Но тогда вся эта гигантская конструкция института из блоков, корпусов, отделений, тысячи людей в коридорах, титулованных врачей показалась мне такой внушительной и надежной, что я доверилась. Вот только то упрямое и колючее, что, казалось, надолго поселилось в моей душе, снова давало о себе знать. Давило, когда я вновь видела холодную дежурную улыбку Вашего Величества, слышала его ответы, отстраненные, полные сарказма и только ему одному понятного смысла. Но я старалась отгонять сомнения. Я была так напугана и так нуждалась в спасителе, что готова была близоруко щуриться и чуть ли не закрывать глаза, чтобы случайно не разглядеть чего-нибудь лишнего.

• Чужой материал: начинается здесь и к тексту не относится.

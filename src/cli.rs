//! Command-line interface

use clap::{Parser, Subcommand};

#[derive(Parser)]
#[command(name = "gasline-dispatch", about = "Dispatch core for a bottled-gas delivery operation")]
pub struct Cli {
    #[command(subcommand)]
    pub command: Option<Command>,
}

#[derive(Subcommand)]
pub enum Command {
    /// Run the dispatch core (default)
    Serve,
    /// Run database migrations and exit
    Migrate,
}

#[cfg(test)]
mod tests {
    use super::*;

    #[test]
    fn test_no_args_defaults_to_serve() {
        let cli = Cli::parse_from(["gasline-dispatch"]);
        assert!(cli.command.is_none());
    }

    #[test]
    fn test_migrate_subcommand() {
        let cli = Cli::parse_from(["gasline-dispatch", "migrate"]);
        assert!(matches!(cli.command, Some(Command::Migrate)));
    }
}
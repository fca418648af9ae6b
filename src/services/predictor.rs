//! Demand predictor abstraction
//!
//! External service that scores per-customer demand for a target date.
//! HTTP implementation for production, deterministic mock for tests and
//! offline development.

use anyhow::{Context, Result};
use async_trait::async_trait;
use chrono::NaiveDate;
use reqwest::Client;
use serde::{Deserialize, Serialize};
use tracing::{debug, info, warn};
use uuid::Uuid;

use crate::types::{Customer, Prediction};

/// Predictor trait - abstraction for demand prediction backends
#[async_trait]
pub trait Predictor: Send + Sync {
    /// Predict demand for the given customers on `target_date`. The caller
    /// controls batch size; implementations may shard internally.
    async fn predict(&self, customers: &[Customer], target_date: NaiveDate) -> Result<Vec<Prediction>>;

    fn name(&self) -> &'static str;
}

// ==========================================================================
// HTTP predictor
// ==========================================================================

#[derive(Debug, Clone)]
pub struct PredictorConfig {
    pub base_url: String,
    pub timeout_seconds: u64,
}

impl PredictorConfig {
    pub fn new(base_url: impl Into<String>) -> Self {
        Self { base_url: base_url.into(), timeout_seconds: 20 }
    }
}

pub struct HttpPredictor {
    client: Client,
    config: PredictorConfig,
}

#[derive(Debug, Serialize)]
#[serde(rename_all = "camelCase")]
struct PredictRequest<'a> {
    customer_ids: Vec<Uuid>,
    target_date: &'a NaiveDate,
}

#[derive(Debug, Deserialize)]
#[serde(rename_all = "camelCase")]
struct PredictResponse {
    predictions: Vec<Prediction>,
}

impl HttpPredictor {
    pub fn new(config: PredictorConfig) -> Self {
        let client = Client::builder()
            .timeout(std::time::Duration::from_secs(config.timeout_seconds))
            .build()
            .expect("Failed to create HTTP client");
        Self { client, config }
    }

    pub async fn health_check(&self) -> Result<()> {
        let url = format!("{}/health", self.config.base_url);
        let response = self.client.get(&url).send().await?;
        if response.status().is_success() {
            Ok(())
        } else {
            anyhow::bail!("predictor returned status {}", response.status())
        }
    }
}

#[async_trait]
impl Predictor for HttpPredictor {
    async fn predict(&self, customers: &[Customer], target_date: NaiveDate) -> Result<Vec<Prediction>> {
        if customers.is_empty() {
            return Ok(vec![]);
        }

        let request = PredictRequest {
            customer_ids: customers.iter().map(|c| c.id).collect(),
            target_date: &target_date,
        };
        let url = format!("{}/predict", self.config.base_url);

        debug!("requesting predictions for {} customers", customers.len());

        let response = self
            .client
            .post(&url)
            .json(&request)
            .send()
            .await
            .context("Failed to send predict request")?;

        if !response.status().is_success() {
            let status = response.status();
            let body = response.text().await.unwrap_or_default();
            anyhow::bail!("predictor returned error {}: {}", status, body);
        }

        let parsed: PredictResponse = response
            .json()
            .await
            .context("Failed to parse predictor response")?;
        Ok(parsed.predictions)
    }

    fn name(&self) -> &'static str {
        "http"
    }
}

// ==========================================================================
// Mock predictor
// ==========================================================================

/// Deterministic mock: quantity and confidence derive from a hash of the
/// customer id and date, so repeated calls agree.
pub struct MockPredictor;

impl MockPredictor {
    pub fn new() -> Self {
        Self
    }

    fn hash(customer_id: Uuid, date: NaiveDate) -> u64 {
        use std::collections::hash_map::DefaultHasher;
        use std::hash::{Hash, Hasher};
        let mut hasher = DefaultHasher::new();
        customer_id.hash(&mut hasher);
        date.hash(&mut hasher);
        hasher.finish()
    }
}

impl Default for MockPredictor {
    fn default() -> Self {
        Self::new()
    }
}

#[async_trait]
impl Predictor for MockPredictor {
    async fn predict(&self, customers: &[Customer], target_date: NaiveDate) -> Result<Vec<Prediction>> {
        Ok(customers
            .iter()
            .map(|c| {
                let h = Self::hash(c.id, target_date);
                Prediction {
                    customer_id: c.id,
                    date: target_date,
                    quantity: 1 + (h % 3) as u32,
                    confidence: 0.5 + ((h >> 8) % 50) as f64 / 100.0,
                }
            })
            .collect())
    }

    fn name(&self) -> &'static str {
        "mock"
    }
}

/// Create a predictor with automatic detection and fallback, mirroring the
/// routing provider factory.
pub async fn create_predictor_with_fallback(predictor_url: Option<String>) -> Box<dyn Predictor> {
    if let Some(url) = predictor_url {
        let predictor = HttpPredictor::new(PredictorConfig::new(&url));
        match predictor.health_check().await {
            Ok(()) => {
                info!("predictor available at {}", url);
                return Box::new(predictor);
            }
            Err(e) => {
                warn!("predictor not available at {}: {}. Falling back to mock.", url, e);
            }
        }
    }
    info!("using mock predictor (not configured or unavailable)");
    Box::new(MockPredictor::new())
}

Дверь кабинета распахнулась. На зов босса пришел молодой врач Дмитрий Владимирович Карманов. Высокий, широкоплечий, с охапкой густых каштановых волос и яркими карими глазами — мечта, а не врач! С такой внешностью он мог смело работать кем угодно, все было бы к лицу: загорелый по пояс рабочий на стройке, одетый в стильный деловой костюм директор завода, улыбающийся очаровательный капитан самолета. Из этого великолепия Дмитрий Владимирович выбрал профессию врача-онколога. Медицинская униформа эффектно сидела на его стройной фигуре. Надетый халат вызывал в пациентках доверие и признание, выгодно оттеняя стать и рост. На фотографии, наклеенной на стенде у входа в отделение, Дмитрий Владимирович так залихватски улыбался, что прозвище приклеилось моментально — Красавчик.

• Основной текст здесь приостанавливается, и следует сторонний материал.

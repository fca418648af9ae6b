//! Event bus envelope types

use chrono::{DateTime, Utc};
use serde::{Deserialize, Serialize};
use uuid::Uuid;

/// A logical pub/sub channel, scoped by role or entity.
#[derive(Debug, Clone, Copy, PartialEq, Eq, Hash)]
pub enum Room {
    /// Receives everything.
    Admin,
    /// `order.*` events.
    Orders,
    /// `route.*` and `job.*` events.
    Routes,
    /// Prediction job and draft-ready events.
    Predictions,
    /// One driver's route and assignment events.
    Driver(Uuid),
    /// One customer's own order events.
    Customer(Uuid),
}

impl Room {
    pub fn as_wire(&self) -> String {
        match self {
            Room::Admin => "admin".to_string(),
            Room::Orders => "orders".to_string(),
            Room::Routes => "routes".to_string(),
            Room::Predictions => "predictions".to_string(),
            Room::Driver(id) => format!("driver:{}", id),
            Room::Customer(id) => format!("customer:{}", id),
        }
    }

    pub fn parse(s: &str) -> Option<Room> {
        match s {
            "admin" => Some(Room::Admin),
            "orders" => Some(Room::Orders),
            "routes" => Some(Room::Routes),
            "predictions" => Some(Room::Predictions),
            _ => {
                if let Some(id) = s.strip_prefix("driver:") {
                    return Uuid::parse_str(id).ok().map(Room::Driver);
                }
                if let Some(id) = s.strip_prefix("customer:") {
                    return Uuid::parse_str(id).ok().map(Room::Customer);
                }
                None
            }
        }
    }
}

impl Serialize for Room {
    fn serialize<S: serde::Serializer>(&self, serializer: S) -> Result<S::Ok, S::Error> {
        serializer.serialize_str(&self.as_wire())
    }
}

impl<'de> Deserialize<'de> for Room {
    fn deserialize<D: serde::Deserializer<'de>>(deserializer: D) -> Result<Self, D::Error> {
        let s = String::deserialize(deserializer)?;
        Room::parse(&s).ok_or_else(|| serde::de::Error::custom(format!("unknown room '{}'", s)))
    }
}

#[derive(Debug, Clone, Copy, PartialEq, Eq, Serialize, Deserialize)]
pub enum EventKind {
    #[serde(rename = "order.created")]
    OrderCreated,
    #[serde(rename = "order.updated")]
    OrderUpdated,
    #[serde(rename = "order.assigned")]
    OrderAssigned,
    #[serde(rename = "route.created")]
    RouteCreated,
    #[serde(rename = "route.updated")]
    RouteUpdated,
    #[serde(rename = "route.progress")]
    RouteProgress,
    #[serde(rename = "driver.location")]
    DriverLocation,
    #[serde(rename = "job.progress")]
    JobProgress,
    #[serde(rename = "job.completed")]
    JobCompleted,
    #[serde(rename = "notification")]
    Notification,
}

/// The wire envelope: `{event_id, room, seq, kind, occurred_at, payload}`.
///
/// `seq` is assigned per room by the broker; `event_id` is stable across
/// redelivery so consumers can dedupe.
#[derive(Debug, Clone, Serialize, Deserialize)]
#[serde(rename_all = "camelCase")]
pub struct Event {
    pub event_id: Uuid,
    pub room: Room,
    pub seq: u64,
    pub kind: EventKind,
    pub occurred_at: DateTime<Utc>,
    pub payload: serde_json::Value,
}

/// An event as produced by the state machine, before the broker assigns
/// per-room sequence numbers.
#[derive(Debug, Clone)]
pub struct EventDraft {
    pub event_id: Uuid,
    pub kind: EventKind,
    pub occurred_at: DateTime<Utc>,
    pub payload: serde_json::Value,
}

impl EventDraft {
    pub fn new(kind: EventKind, payload: serde_json::Value) -> Self {
        Self {
            event_id: Uuid::new_v4(),
            kind,
            occurred_at: Utc::now(),
            payload,
        }
    }
}

// ==========================================================================
// Client identity and messages
// ==========================================================================

/// Who a connecting client is, after the external surface authenticated it.
/// The broker derives joinable rooms from this.
#[derive(Debug, Clone, Copy, PartialEq, Eq)]
pub enum ClientRole {
    Admin,
    Office,
    Driver(Uuid),
    Customer(Uuid),
}

impl ClientRole {
    /// The rooms this role may join.
    pub fn rooms(&self) -> Vec<Room> {
        match self {
            ClientRole::Admin => vec![Room::Admin, Room::Orders, Room::Routes, Room::Predictions],
            ClientRole::Office => vec![Room::Orders, Room::Routes, Room::Predictions],
            ClientRole::Driver(id) => vec![Room::Driver(*id)],
            ClientRole::Customer(id) => vec![Room::Customer(*id)],
        }
    }
}

/// Messages the broker pushes to a connection.
#[derive(Debug, Clone, Serialize, Deserialize)]
#[serde(tag = "type", rename_all = "camelCase")]
pub enum ServerMessage {
    #[serde(rename_all = "camelCase")]
    Joined {
        rooms: Vec<Room>,
        /// Oldest replayable sequence per room at join time.
        replay_floor: std::collections::HashMap<String, u64>,
    },
    Event(Event),
    #[serde(rename_all = "camelCase")]
    Heartbeat { server_time: DateTime<Utc> },
    /// The client's `last_seq` precedes the replay window; it must re-fetch
    /// authoritative state before resuming.
    #[serde(rename_all = "camelCase")]
    ReplayGap { room: Room },
    /// The connection exceeded its outbound queue and will be closed.
    #[serde(rename_all = "camelCase")]
    SlowConsumer,
}

/// Control messages a client sends after connecting.
#[derive(Debug, Clone, Serialize, Deserialize)]
#[serde(tag = "type", rename_all = "camelCase")]
pub enum ClientCommand {
    #[serde(rename_all = "camelCase")]
    Resubscribe { rooms: Vec<Room> },
    #[serde(rename_all = "camelCase")]
    Ack { room: Room, seq: u64 },
}

// ==========================================================================
// Consumer-side dedupe
// ==========================================================================

/// Bounded window of recently seen event ids. Delivery is at-least-once, so
/// consumers run every event through this before applying it.
#[derive(Debug)]
pub struct DedupeWindow {
    seen: std::collections::HashSet<Uuid>,
    order: std::collections::VecDeque<Uuid>,
    capacity: usize,
}

impl DedupeWindow {
    pub fn new(capacity: usize) -> Self {
        Self {
            seen: std::collections::HashSet::with_capacity(capacity),
            order: std::collections::VecDeque::with_capacity(capacity),
            capacity,
        }
    }

    /// Returns true the first time an id is seen, false on duplicates.
    pub fn first_seen(&mut self, event_id: Uuid) -> bool {
        if !self.seen.insert(event_id) {
            return false;
        }
        self.order.push_back(event_id);
        if self.order.len() > self.capacity {
            if let Some(evicted) = self.order.pop_front() {
                self.seen.remove(&evicted);
            }
        }
        true
    }
}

Красавчик повел меня по хитросплетению коридоров института, на ходу диктуя план действий:
— Сначала отнесете блоки с биопсией в лабораторию. Закажете иммуногистохимию, она покажет статус опухоли. Сделаете компьютерную томографию грудной клетки, органов брюшной полости и сцинтиграфию скелета. Когда будут готовы результаты, то позвоните, и Вадим Сергеевич назначит лечение.
Я, еле поспевая за ним, пыталась запомнить распоряжения. А когда вышла на улицу, всё смешалось в голове и я в растерянности остановилась. Погода в Петербурге стояла удивительная. Мягкое солнце щедро заливало парковку, дорогу к приемному покою и десятки тропинок. Легкий ветерок как бы невзначай касался моих волос и замирал. Я бродила между корпусами, разбросанными по большой живописной территории с прудом и парком, и находила в себе столько ощущения жизни!

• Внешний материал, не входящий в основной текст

//! Route assembler
//!
//! Turns solver output into persisted `Route`/`RouteStop` records: fetches
//! directions per vehicle, verifies every order is still assignable, and
//! commits all routes plus the order assignments in one transaction. Either
//! every route commits or none do.

use std::collections::HashMap;
use std::sync::Arc;

use chrono::{NaiveDate, Utc};
use tracing::{info, warn};
use uuid::Uuid;

use crate::error::{CoreError, CoreResult};
use crate::services::matrix::MatrixService;
use crate::services::routing::polyline;
use crate::services::state::{event_row, order_event, route_event, StateMachine};
use crate::solver::VrpSolution;
use crate::store::{TxWrite, Versioned};
use crate::types::{
    Coordinates, EventKind, OrderStatus, Room, Route, RouteStatus, RouteStop, StopOutcome,
};

pub struct RouteAssembler {
    state: Arc<StateMachine>,
    matrix: Arc<MatrixService>,
    allow_approximation: bool,
}

/// One persisted route with its driver, for response shaping.
#[derive(Debug, Clone)]
pub struct AssembledRoute {
    pub route_id: Uuid,
    pub driver_id: Uuid,
    pub distance_m: u64,
    pub duration_s: u64,
    pub polyline: String,
}

impl RouteAssembler {
    pub fn new(state: Arc<StateMachine>, matrix: Arc<MatrixService>, allow_approximation: bool) -> Self {
        Self { state, matrix, allow_approximation }
    }

    /// Assemble and persist one operating date's solver output.
    ///
    /// `locations` maps order id to its delivery point; `depot` starts and
    /// ends every tour. Orders that are no longer `draft`/`confirmed` abort
    /// the whole assembly with `Conflict` naming the offenders.
    pub async fn assemble(
        &self,
        date: NaiveDate,
        depot: Coordinates,
        locations: &HashMap<Uuid, Coordinates>,
        solution: &VrpSolution,
        job_id: Uuid,
    ) -> CoreResult<Vec<AssembledRoute>> {
        let store = self.state.store().clone();

        // Verify every routed order is still assignable, up front. The
        // version captured here guards the commit against late movers.
        let mut orders = HashMap::new();
        let mut conflicts = Vec::new();
        for plan in &solution.plans {
            for delivery in &plan.deliveries {
                let Some(order) = store.get_order(delivery.order_id).await? else {
                    conflicts.push(delivery.order_id);
                    continue;
                };
                if !matches!(order.status, OrderStatus::Draft | OrderStatus::Confirmed) {
                    conflicts.push(order.id);
                    continue;
                }
                orders.insert(order.id, order);
            }
        }
        if !conflicts.is_empty() {
            return Err(CoreError::conflict("orders no longer assignable", conflicts));
        }

        let mut write = TxWrite::default();
        let mut events = Vec::new();
        let mut assembled = Vec::new();

        for plan in &solution.plans {
            if plan.deliveries.is_empty() {
                continue;
            }

            let mut waypoints = vec![depot];
            for delivery in &plan.deliveries {
                if let Some(point) = locations.get(&delivery.order_id) {
                    // Welded orders share a point; skip the duplicate.
                    if waypoints.last() != Some(point) {
                        waypoints.push(*point);
                    }
                }
            }
            waypoints.push(depot);

            let depart = plan.deliveries.first().map_or(480, |d| d.arrival_minute);
            let (directions, approximate) = match self.matrix.directions(&waypoints, depart).await {
                Ok(directions) => (directions, false),
                Err(err) if self.allow_approximation => {
                    warn!("directions unavailable, using straight-line polyline: {}", err);
                    (
                        crate::services::routing::RouteDirections {
                            distance_m: plan.distance_m,
                            duration_s: plan.duration_s,
                            polyline: polyline::encode(&waypoints, 6),
                        },
                        true,
                    )
                }
                Err(err) => return Err(err),
            };

            let now = Utc::now();
            let route = Route {
                id: Uuid::new_v4(),
                date,
                driver_id: plan.vehicle_id,
                status: RouteStatus::Optimized,
                total_distance_m: directions.distance_m as i64,
                total_duration_s: directions.duration_s as i64,
                method: solution.method.clone(),
                polyline: directions.polyline.clone(),
                approximate: solution.approximate || approximate,
                job_id: Some(job_id),
                version: 0,
                created_at: now,
                updated_at: now,
            };

            let stops: Vec<RouteStop> = plan
                .deliveries
                .iter()
                .enumerate()
                .map(|(i, d)| RouteStop {
                    route_id: route.id,
                    position: (i as i32) + 1,
                    order_id: d.order_id,
                    planned_arrival_minute: d.arrival_minute as i32,
                    planned_service_minutes: d.service_minutes as i32,
                    actual_arrival: None,
                    actual_departure: None,
                    outcome: StopOutcome::Pending,
                })
                .collect();

            for delivery in &plan.deliveries {
                let order = orders.get_mut(&delivery.order_id).expect("verified above");
                let expected = order.version;
                order.status = OrderStatus::Assigned;
                order.assigned_route = Some(route.id);
                let draft = order_event(EventKind::OrderAssigned, order);
                write.events.push(event_row(&draft, order.id));
                let mut rooms = StateMachine::order_rooms(order);
                rooms.push(Room::Driver(route.driver_id));
                events.push((rooms, draft));
                write.orders.push(Versioned::new(order.clone(), expected));
            }

            let draft = route_event(EventKind::RouteCreated, &route);
            write.events.push(event_row(&draft, route.id));
            events.push((StateMachine::route_rooms(&route), draft));

            assembled.push(AssembledRoute {
                route_id: route.id,
                driver_id: route.driver_id,
                distance_m: directions.distance_m,
                duration_s: directions.duration_s,
                polyline: directions.polyline,
            });
            write.new_routes.push((route, stops));
        }

        if write.new_routes.is_empty() {
            return Ok(vec![]);
        }

        // All-or-nothing: a version that moved since the pre-check fails the
        // batch and surfaces as a conflict on that order.
        match self.state.commit_and_publish(write, events).await {
            Ok(()) => {}
            Err(CoreError::VersionConflict { entity: "order", id }) => {
                return Err(CoreError::conflict("orders no longer assignable", vec![id]));
            }
            Err(other) => return Err(other),
        }

        info!("assembled {} routes for {}", assembled.len(), date);
        Ok(assembled)
    }
}

#[cfg(test)]
mod tests {
    use super::*;
    use crate::bus::{BusConfig, EventBus};
    use crate::services::matrix_cache::MatrixCache;
    use crate::services::routing::MockRoutingProvider;
    use crate::solver::{PlannedDelivery, VehiclePlan};
    use crate::store::{MemoryStore, Store};
    use crate::types::{ClientRole, CylinderSize, Order, OrderPriority, ServerMessage, SizeCount};
    use std::time::Duration;

    fn fixture() -> (RouteAssembler, Arc<MemoryStore>, EventBus) {
        let store = Arc::new(MemoryStore::new());
        let bus = EventBus::new(BusConfig::default());
        let state = Arc::new(StateMachine::new(store.clone() as Arc<dyn Store>, bus.clone()));
        let matrix = Arc::new(MatrixService::new(
            Arc::new(MatrixCache::new(1000, Duration::from_secs(3600))),
            Arc::new(MockRoutingProvider::new()),
            Duration::from_secs(10),
            Duration::from_secs(15),
            30.0,
            true,
        ));
        (RouteAssembler::new(state, matrix, true), store, bus)
    }

    fn depot() -> Coordinates {
        Coordinates { lat: 25.048, lng: 121.532 }
    }

    fn date() -> NaiveDate {
        NaiveDate::from_ymd_opt(2026, 3, 2).unwrap()
    }

    fn confirmed_order(store: &MemoryStore) -> Order {
        let mut order = Order::new(
            Uuid::new_v4(),
            date(),
            SizeCount::of(CylinderSize::Kg20, 2),
            OrderPriority::Normal,
        );
        order.status = OrderStatus::Confirmed;
        store.seed_order(order.clone());
        order
    }

    fn solution_for(orders: &[&Order], vehicle_id: Uuid) -> (VrpSolution, HashMap<Uuid, Coordinates>) {
        let mut locations = HashMap::new();
        let deliveries = orders
            .iter()
            .enumerate()
            .map(|(i, o)| {
                locations.insert(o.id, Coordinates { lat: 25.05 + 0.005 * i as f64, lng: 121.54 });
                PlannedDelivery {
                    order_id: o.id,
                    arrival_minute: 540 + 30 * i as u32,
                    service_minutes: 10,
                }
            })
            .collect();
        let solution = VrpSolution {
            plans: vec![VehiclePlan { vehicle_id, deliveries, distance_m: 4200, duration_s: 1800 }],
            unassigned: vec![],
            fallback: false,
            improved: true,
            approximate: false,
            solve_time_ms: 12,
            method: "guided-local-search".to_string(),
        };
        (solution, locations)
    }

    #[tokio::test]
    async fn test_assembly_persists_routes_and_assigns_orders() {
        let (assembler, store, _) = fixture();
        let a = confirmed_order(&store);
        let b = confirmed_order(&store);
        let vehicle = Uuid::new_v4();
        let (solution, locations) = solution_for(&[&a, &b], vehicle);

        let routes = assembler
            .assemble(date(), depot(), &locations, &solution, Uuid::new_v4())
            .await
            .unwrap();
        assert_eq!(routes.len(), 1);

        let route = store.get_route(routes[0].route_id).await.unwrap().unwrap();
        assert_eq!(route.status, RouteStatus::Optimized);
        assert!(!route.polyline.is_empty());

        let stops = store.get_route_stops(route.id).await.unwrap();
        assert_eq!(stops.len(), 2);
        assert_eq!(stops[0].position, 1);
        assert_eq!(stops[1].position, 2);

        // Order-route consistency both ways.
        for stop in &stops {
            let order = store.get_order(stop.order_id).await.unwrap().unwrap();
            assert_eq!(order.status, OrderStatus::Assigned);
            assert_eq!(order.assigned_route, Some(route.id));
        }
    }

    #[tokio::test]
    async fn test_conflict_aborts_whole_assembly() {
        let (assembler, store, _) = fixture();
        let good = confirmed_order(&store);
        let mut taken = confirmed_order(&store);
        taken.status = OrderStatus::Assigned;
        taken.assigned_route = Some(Uuid::new_v4());
        store.seed_order(taken.clone());

        let vehicle = Uuid::new_v4();
        let (solution, locations) = solution_for(&[&good, &taken], vehicle);

        let err = assembler
            .assemble(date(), depot(), &locations, &solution, Uuid::new_v4())
            .await
            .unwrap_err();
        match err {
            CoreError::Conflict { ids, .. } => assert_eq!(ids, vec![taken.id]),
            other => panic!("expected conflict, got {:?}", other),
        }

        // Nothing committed: the good order is untouched and no route exists.
        let untouched = store.get_order(good.id).await.unwrap().unwrap();
        assert_eq!(untouched.status, OrderStatus::Confirmed);
        assert!(store.list_routes(date()).await.unwrap().is_empty());
    }

    #[tokio::test]
    async fn test_empty_plans_persist_nothing() {
        let (assembler, store, _) = fixture();
        let vehicle = Uuid::new_v4();
        let solution = VrpSolution::empty(&[vehicle], "none");

        let routes = assembler
            .assemble(date(), depot(), &HashMap::new(), &solution, Uuid::new_v4())
            .await
            .unwrap();
        assert!(routes.is_empty());
        assert!(store.list_routes(date()).await.unwrap().is_empty());
    }

    #[tokio::test]
    async fn test_assembly_emits_assigned_and_created_events() {
        let (assembler, store, bus) = fixture();
        let mut conn = bus.connect(ClientRole::Admin, &Default::default()).unwrap();
        let order = confirmed_order(&store);
        let (solution, locations) = solution_for(&[&order], Uuid::new_v4());

        assembler
            .assemble(date(), depot(), &locations, &solution, Uuid::new_v4())
            .await
            .unwrap();

        conn.backlog.clear();
        let mut kinds = Vec::new();
        while let Ok(msg) = conn.rx.try_recv() {
            if let ServerMessage::Event(e) = msg {
                if e.room == Room::Admin {
                    kinds.push(e.kind);
                }
            }
        }
        assert_eq!(kinds, vec![EventKind::OrderAssigned, EventKind::RouteCreated]);
    }
}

Пазл упорно не складывался. Такой доброжелательный мир вокруг и коварный часовой механизм внутри совершенно не хотели уживаться вместе. Куда правдоподобнее бы сейчас оказалась буря, затяжной дождь с молнией и раскатами грома. Но мир подыгрывать не собирался. Напротив, он сочно осыпал меня своими прелестями, дразня и играя. Мол, это всё мое и останется моим, даже если не будет тебя. Я такой великий, а ты такая маленькая, куда тебе тягаться?
Однако мир, видимо, еще не знал, что в голове моей уже зародилась мысль. Робкая, неокрепшая, она пустила ростки и вгрызлась в меня крепкими корнями: я буду бороться до последнего. Я не сдамся. Какие бы партии этот мир не разыгрывал со мной, пусть даже не рассчитывает на быструю победу.
Заезжая в тоннель монотонно гудящего компьютерного томографа, в слезах уговаривая отстраненную женщину в регистратуре записать меня на ближайшие числа на сцинтиграфию, подолгу изучая грустные истории болезни на онкологических форумах, я держалась за эту спасительную мысль. Я выживу, чего бы это ни стоило.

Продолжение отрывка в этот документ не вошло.